Lines with the string "elapsed" are to be identified in the listing and copied.

**Data records**
******
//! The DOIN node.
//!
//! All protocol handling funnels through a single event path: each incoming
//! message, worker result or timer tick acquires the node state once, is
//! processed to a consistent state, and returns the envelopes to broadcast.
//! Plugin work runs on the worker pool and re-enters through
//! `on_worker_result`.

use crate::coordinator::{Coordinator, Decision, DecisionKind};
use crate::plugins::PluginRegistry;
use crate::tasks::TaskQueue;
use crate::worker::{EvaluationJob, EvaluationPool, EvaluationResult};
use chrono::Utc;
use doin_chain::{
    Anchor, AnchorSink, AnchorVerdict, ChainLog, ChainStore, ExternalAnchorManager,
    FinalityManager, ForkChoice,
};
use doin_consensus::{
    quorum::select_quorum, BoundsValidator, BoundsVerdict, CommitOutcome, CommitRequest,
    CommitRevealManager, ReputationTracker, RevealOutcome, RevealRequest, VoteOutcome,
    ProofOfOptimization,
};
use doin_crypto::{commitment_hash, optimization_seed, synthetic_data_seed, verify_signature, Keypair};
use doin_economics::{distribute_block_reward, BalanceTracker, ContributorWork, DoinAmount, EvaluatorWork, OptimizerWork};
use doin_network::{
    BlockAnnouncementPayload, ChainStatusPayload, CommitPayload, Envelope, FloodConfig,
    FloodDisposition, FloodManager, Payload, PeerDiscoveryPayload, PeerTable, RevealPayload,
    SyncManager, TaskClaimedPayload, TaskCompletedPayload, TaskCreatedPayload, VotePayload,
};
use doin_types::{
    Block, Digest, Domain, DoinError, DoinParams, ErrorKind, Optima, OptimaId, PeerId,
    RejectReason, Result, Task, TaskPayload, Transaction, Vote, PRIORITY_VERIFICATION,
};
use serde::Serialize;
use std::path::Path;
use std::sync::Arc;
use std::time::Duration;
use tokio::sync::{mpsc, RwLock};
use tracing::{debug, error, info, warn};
******
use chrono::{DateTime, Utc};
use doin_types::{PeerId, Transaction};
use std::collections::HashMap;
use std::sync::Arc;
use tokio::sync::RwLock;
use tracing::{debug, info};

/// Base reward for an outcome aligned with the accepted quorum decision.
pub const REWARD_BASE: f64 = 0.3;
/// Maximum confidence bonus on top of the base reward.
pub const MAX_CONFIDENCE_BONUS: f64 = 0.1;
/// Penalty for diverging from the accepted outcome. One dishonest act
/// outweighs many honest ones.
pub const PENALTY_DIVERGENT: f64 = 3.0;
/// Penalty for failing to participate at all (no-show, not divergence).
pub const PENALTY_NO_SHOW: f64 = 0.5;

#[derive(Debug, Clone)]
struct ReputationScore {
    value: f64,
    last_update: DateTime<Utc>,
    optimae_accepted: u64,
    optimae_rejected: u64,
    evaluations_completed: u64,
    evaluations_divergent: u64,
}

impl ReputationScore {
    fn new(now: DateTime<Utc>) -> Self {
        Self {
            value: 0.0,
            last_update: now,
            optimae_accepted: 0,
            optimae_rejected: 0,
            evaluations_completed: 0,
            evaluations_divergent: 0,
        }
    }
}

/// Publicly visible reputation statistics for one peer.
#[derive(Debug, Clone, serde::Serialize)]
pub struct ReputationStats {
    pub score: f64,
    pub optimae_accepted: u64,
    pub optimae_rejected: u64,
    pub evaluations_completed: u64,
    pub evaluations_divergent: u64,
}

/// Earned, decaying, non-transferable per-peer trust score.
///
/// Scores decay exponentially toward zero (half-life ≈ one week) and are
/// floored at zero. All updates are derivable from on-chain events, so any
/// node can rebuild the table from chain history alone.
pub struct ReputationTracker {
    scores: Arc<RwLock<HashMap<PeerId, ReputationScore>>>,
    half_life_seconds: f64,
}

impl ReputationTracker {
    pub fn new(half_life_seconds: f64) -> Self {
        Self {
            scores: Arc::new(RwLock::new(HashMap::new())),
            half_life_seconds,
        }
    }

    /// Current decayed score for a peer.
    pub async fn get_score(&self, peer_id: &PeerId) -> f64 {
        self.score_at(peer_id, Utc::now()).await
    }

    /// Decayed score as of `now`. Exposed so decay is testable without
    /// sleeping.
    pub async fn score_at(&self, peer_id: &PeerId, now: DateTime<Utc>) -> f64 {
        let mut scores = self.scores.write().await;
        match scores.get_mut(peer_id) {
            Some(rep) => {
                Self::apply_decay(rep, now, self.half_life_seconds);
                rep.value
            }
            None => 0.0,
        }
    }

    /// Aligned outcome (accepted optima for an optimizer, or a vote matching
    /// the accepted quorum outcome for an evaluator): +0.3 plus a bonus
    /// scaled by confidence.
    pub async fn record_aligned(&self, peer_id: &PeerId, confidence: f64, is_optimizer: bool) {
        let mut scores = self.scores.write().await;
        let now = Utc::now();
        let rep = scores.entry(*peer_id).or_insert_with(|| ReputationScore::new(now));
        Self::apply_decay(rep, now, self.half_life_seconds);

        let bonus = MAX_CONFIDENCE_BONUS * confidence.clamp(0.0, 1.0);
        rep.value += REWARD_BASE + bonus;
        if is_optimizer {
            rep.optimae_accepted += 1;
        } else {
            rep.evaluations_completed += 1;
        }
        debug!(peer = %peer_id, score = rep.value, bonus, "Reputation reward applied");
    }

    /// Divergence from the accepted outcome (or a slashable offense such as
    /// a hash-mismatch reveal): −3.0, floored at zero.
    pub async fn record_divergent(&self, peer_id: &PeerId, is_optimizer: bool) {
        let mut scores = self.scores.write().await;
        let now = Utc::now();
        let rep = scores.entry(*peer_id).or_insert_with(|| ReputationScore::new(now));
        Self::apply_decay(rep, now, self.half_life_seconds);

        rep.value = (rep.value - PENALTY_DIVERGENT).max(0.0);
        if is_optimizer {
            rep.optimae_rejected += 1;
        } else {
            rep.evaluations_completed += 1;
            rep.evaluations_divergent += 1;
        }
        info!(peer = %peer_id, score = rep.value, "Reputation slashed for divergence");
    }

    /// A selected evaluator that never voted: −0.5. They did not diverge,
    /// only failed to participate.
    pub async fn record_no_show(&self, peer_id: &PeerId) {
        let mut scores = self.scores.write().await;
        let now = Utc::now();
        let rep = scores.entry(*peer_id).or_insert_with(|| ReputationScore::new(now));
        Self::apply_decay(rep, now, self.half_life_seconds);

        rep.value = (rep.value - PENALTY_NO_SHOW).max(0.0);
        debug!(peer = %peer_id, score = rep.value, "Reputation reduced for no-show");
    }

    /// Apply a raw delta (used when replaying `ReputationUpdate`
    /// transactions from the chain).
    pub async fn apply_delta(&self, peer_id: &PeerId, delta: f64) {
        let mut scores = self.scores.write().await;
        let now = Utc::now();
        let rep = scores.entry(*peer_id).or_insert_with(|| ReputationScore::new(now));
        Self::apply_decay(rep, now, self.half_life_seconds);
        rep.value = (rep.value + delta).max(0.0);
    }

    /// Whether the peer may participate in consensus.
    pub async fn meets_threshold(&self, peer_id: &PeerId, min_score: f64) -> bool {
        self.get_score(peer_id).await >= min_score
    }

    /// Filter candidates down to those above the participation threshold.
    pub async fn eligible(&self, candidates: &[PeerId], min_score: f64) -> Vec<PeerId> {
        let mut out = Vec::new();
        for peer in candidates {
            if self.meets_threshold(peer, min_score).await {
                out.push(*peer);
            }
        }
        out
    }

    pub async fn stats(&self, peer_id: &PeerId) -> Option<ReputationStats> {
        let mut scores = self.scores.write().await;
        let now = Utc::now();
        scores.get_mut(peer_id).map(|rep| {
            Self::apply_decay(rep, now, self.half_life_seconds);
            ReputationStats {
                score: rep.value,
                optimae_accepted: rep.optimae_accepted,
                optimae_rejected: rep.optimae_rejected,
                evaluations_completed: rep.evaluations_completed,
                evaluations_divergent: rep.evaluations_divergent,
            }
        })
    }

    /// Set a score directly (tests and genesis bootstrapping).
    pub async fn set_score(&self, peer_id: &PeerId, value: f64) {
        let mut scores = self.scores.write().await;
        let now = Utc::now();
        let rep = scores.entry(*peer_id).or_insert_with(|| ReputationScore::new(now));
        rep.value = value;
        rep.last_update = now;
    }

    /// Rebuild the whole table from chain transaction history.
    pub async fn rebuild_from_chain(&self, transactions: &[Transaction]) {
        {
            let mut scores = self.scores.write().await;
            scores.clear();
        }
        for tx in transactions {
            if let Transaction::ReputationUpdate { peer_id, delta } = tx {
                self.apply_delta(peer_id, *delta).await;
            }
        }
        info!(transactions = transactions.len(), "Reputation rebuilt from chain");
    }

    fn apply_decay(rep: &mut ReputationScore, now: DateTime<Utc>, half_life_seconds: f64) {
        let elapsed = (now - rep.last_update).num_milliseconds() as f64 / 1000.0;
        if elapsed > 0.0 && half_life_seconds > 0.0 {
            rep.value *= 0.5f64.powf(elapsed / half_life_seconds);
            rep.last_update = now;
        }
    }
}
******
**Solution for this task**
        let elapsed = (now - rep.last_update).num_milliseconds() as f64 / 1000.0;
        if elapsed > 0.0 && half_life_seconds > 0.0 {
            rep.value *= 0.5f64.powf(elapsed / half_life_seconds);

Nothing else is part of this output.